[Stored data]
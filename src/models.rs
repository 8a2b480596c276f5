// Core data structures for the archive crawler

use chrono::{DateTime, Utc};
use serde::{Deserialize, Serialize};

/// A link found while classifying a page, optionally labelled
#[derive(Debug, Clone, PartialEq, Eq, Serialize, Deserialize)]
pub struct LinkCandidate {
    pub label: Option<String>,
    pub url: String, // always absolute
}

impl LinkCandidate {
    pub fn new(label: impl Into<String>, url: impl Into<String>) -> Self {
        Self {
            label: Some(label.into()),
            url: url.into(),
        }
    }

    /// Label, or the URL when the link has none
    pub fn display_label(&self) -> &str {
        self.label.as_deref().unwrap_or(&self.url)
    }
}

/// One headline or title discovered by the hierarchical walk
#[derive(Debug, Clone, PartialEq, Eq, Serialize, Deserialize)]
pub struct ArticleRecord {
    pub year_url: String,
    pub month_url: String,
    pub date_url: String,
    pub title: String,
    pub article_url: Option<String>,
    pub external_url: Option<String>,
}

/// One article-like page discovered by the flat crawl
#[derive(Debug, Clone, PartialEq, Eq, Serialize, Deserialize)]
pub struct PageRecord {
    pub url: String,
    pub title: Option<String>,
    pub text: Option<String>,
}

/// Running counters for a crawl
#[derive(Debug, Clone, Serialize)]
pub struct CrawlStats {
    pub pages_fetched: u32,
    pub fetch_failures: u32,
    pub records_written: u32,
    pub started_at: DateTime<Utc>,
}

impl CrawlStats {
    pub fn new() -> Self {
        Self {
            pages_fetched: 0,
            fetch_failures: 0,
            records_written: 0,
            started_at: Utc::now(),
        }
    }

    pub fn record_page(&mut self) {
        self.pages_fetched += 1;
    }

    pub fn record_failure(&mut self) {
        self.fetch_failures += 1;
    }

    pub fn record_written(&mut self) {
        self.records_written += 1;
    }

    /// Seconds elapsed since the crawl started
    pub fn duration_secs(&self) -> u64 {
        (Utc::now() - self.started_at).num_seconds().max(0) as u64
    }

    /// Failed fetches as a percentage of all fetch attempts
    pub fn failure_rate(&self) -> f64 {
        let attempts = self.pages_fetched + self.fetch_failures;
        if attempts == 0 {
            0.0
        } else {
            (self.fetch_failures as f64 / attempts as f64) * 100.0
        }
    }
}

impl Default for CrawlStats {
    fn default() -> Self {
        Self::new()
    }
}
//! HTML parsing and data extraction
//!
//! This module turns archive pages into article text, listing titles and
//! date labels.

pub mod html;
pub mod labels;
pub mod sanitize;
pub mod selectors;

pub use html::{extract_article, extract_title_list, looks_like_article, ExtractedArticle};
pub use labels::{date_label, DateAnchor};
use std::path::PathBuf;

use anyhow::{Context, Result};
use clap::{Parser, Subcommand};
use tracing_subscriber::{layer::SubscriberExt, util::SubscriberInitExt};

use toiscrape::config::Config;

mod commands;

use commands::{ArchiveParams, CrawlParams, ListMode};

#[derive(Parser)]
#[command(
    name = "toiscrape",
    version,
    about = "Crawler for the NDL Times of India archive",
    long_about = None
)]
struct Cli {
    #[command(subcommand)]
    command: Commands,

    /// Enable verbose logging
    #[arg(short, long, global = true)]
    verbose: bool,

    /// Log format (text, json); overrides the configured format
    #[arg(long, global = true)]
    log_format: Option<String>,

    /// TOML configuration file (defaults plus TOISCRAPE_* variables otherwise)
    #[arg(long, global = true)]
    config: Option<PathBuf>,
}

#[derive(Subcommand)]
enum Commands {
    /// Breadth-first crawl recording every article-like page
    Crawl {
        /// Page to start from
        #[arg(long)]
        start_url: String,

        /// Output JSON-lines file
        #[arg(short, long, default_value = "output.jsonl")]
        output: PathBuf,

        /// Maximum pages to fetch (unlimited if omitted)
        #[arg(long)]
        max_pages: Option<usize>,

        /// Seconds to wait between requests
        #[arg(long)]
        delay: Option<f64>,
    },

    /// Walk the year/month/date hierarchy recording every title
    Archive {
        /// Collection start page, or the page of the level being listed
        #[arg(long)]
        start_url: String,

        /// Output JSON-lines file
        #[arg(short, long, default_value = "archive.jsonl")]
        output: PathBuf,

        #[arg(long)]
        max_years: Option<usize>,

        #[arg(long)]
        max_months: Option<usize>,

        #[arg(long)]
        max_dates: Option<usize>,

        /// Maximum titles per date page
        #[arg(long)]
        max_titles: Option<usize>,

        /// Seconds to wait between requests
        #[arg(long)]
        delay: Option<f64>,

        /// Resolve each headline's original publisher URL
        #[arg(long, default_value = "false")]
        resolve_externals: bool,

        /// Print the year pages linked from --start-url and exit
        #[arg(long, group = "listing")]
        list_years: bool,

        /// Print the month pages linked from the year page --start-url and exit
        #[arg(long, group = "listing")]
        list_months: bool,

        /// Print the dates linked from the month page --start-url and exit
        #[arg(long, group = "listing")]
        list_dates: bool,

        /// Print the headlines on the date page --start-url and exit
        #[arg(long, group = "listing")]
        list_headlines: bool,

        /// Print every same-domain page linked from --start-url and exit
        #[arg(long, group = "listing")]
        list_links: bool,
    },
}

#[tokio::main]
async fn main() -> Result<()> {
    let cli = Cli::parse();

    let config = match &cli.config {
        Some(path) => Config::from_file(path)?,
        None => Config::from_env().context("Failed to load configuration")?,
    };

    // Initialize tracing/logging
    let log_format = cli.log_format.as_deref().unwrap_or(&config.logging.format);
    setup_tracing(log_format, &config.logging.level, cli.verbose)?;

    match cli.command {
        Commands::Crawl {
            start_url,
            output,
            max_pages,
            delay,
        } => {
            tracing::info!(
                start_url = %start_url,
                output = %output.display(),
                max_pages = ?max_pages,
                "Starting crawl command"
            );
            commands::crawl(
                config,
                CrawlParams {
                    start_url,
                    output,
                    max_pages,
                    delay,
                },
            )
            .await?;
        }

        Commands::Archive {
            start_url,
            output,
            max_years,
            max_months,
            max_dates,
            max_titles,
            delay,
            resolve_externals,
            list_years,
            list_months,
            list_dates,
            list_headlines,
            list_links,
        } => {
            let list = ListMode::from_flags(
                list_years,
                list_months,
                list_dates,
                list_headlines,
                list_links,
            );

            tracing::info!(
                start_url = %start_url,
                list = ?list,
                resolve_externals = %resolve_externals,
                "Starting archive command"
            );
            commands::archive(
                config,
                ArchiveParams {
                    start_url,
                    output,
                    max_years,
                    max_months,
                    max_dates,
                    max_titles,
                    delay,
                    resolve_externals,
                    list,
                },
            )
            .await?;
        }
    }

    tracing::info!("toiscrape completed successfully");
    Ok(())
}

fn setup_tracing(format: &str, level: &str, verbose: bool) -> Result<()> {
    let env_filter = if verbose {
        tracing_subscriber::EnvFilter::new("toiscrape=debug,info")
    } else {
        tracing_subscriber::EnvFilter::new(format!("toiscrape={level},warn"))
    };

    match format {
        "json" => {
            tracing_subscriber::registry()
                .with(env_filter)
                .with(tracing_subscriber::fmt::layer().json().with_writer(std::io::stderr))
                .init();
        }
        _ => {
            tracing_subscriber::registry()
                .with(env_filter)
                .with(tracing_subscriber::fmt::layer().pretty().with_writer(std::io::stderr))
                .init();
        }
    }

    Ok(())
}
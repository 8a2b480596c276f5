//! Output storage
//!
//! Crawl results are written as newline-delimited JSON.

pub mod jsonl;

pub use jsonl::JsonlWriter;
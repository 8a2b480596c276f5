use anyhow::{Context, Result};
use std::path::PathBuf;

use toiscrape::config::Config;
use toiscrape::crawler::{Crawler, PipelineConfig};
use toiscrape::error::ScraperErrorTrait;

/// Parameters for the flat crawl command
pub struct CrawlParams {
    pub start_url: String,
    pub output: PathBuf,
    pub max_pages: Option<usize>,
    pub delay: Option<f64>,
}

pub async fn crawl(mut config: Config, params: CrawlParams) -> Result<()> {
    if let Some(delay) = params.delay {
        config.crawler.delay_secs = delay;
    }

    let crawler = Crawler::new(config).context("Failed to initialize crawler")?;

    println!("Starting flat crawl");
    println!("===================");
    println!("  Start URL: {}", params.start_url);
    println!("  Output: {}", params.output.display());
    match params.max_pages {
        Some(max) => println!("  Max pages: {max}"),
        None => println!("  Max pages: unlimited"),
    }
    println!("  Delay: {:.1}s", crawler.config().crawler.delay_secs);

    let pipeline = PipelineConfig {
        max_pages: params.max_pages,
        delay: crawler.config().delay(),
        ..Default::default()
    };

    let stats = match crawler
        .crawl_flat(&params.start_url, &params.output, &pipeline)
        .await
    {
        Ok(stats) => stats,
        Err(e) => {
            tracing::error!(category = %e.category(), error = %e, "Crawl aborted");
            return Err(e).with_context(|| format!("Crawl from {} failed", params.start_url));
        }
    };

    println!("\nCrawl Summary");
    println!("=============");
    println!("Pages fetched: {}", stats.pages_fetched);
    println!("Failed fetches: {}", stats.fetch_failures);
    println!("Failure rate: {:.1}%", stats.failure_rate());
    println!("Records written: {}", stats.records_written);
    println!("Duration: {}s", stats.duration_secs());
    println!("Output file: {}", params.output.display());

    Ok(())
}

### WHAT TO WORK ON:
Go through the records and show every line with the string "DateTime" in it.

### TASK SOLUTION:
use chrono::{DateTime, Utc};
    pub started_at: DateTime<Utc>,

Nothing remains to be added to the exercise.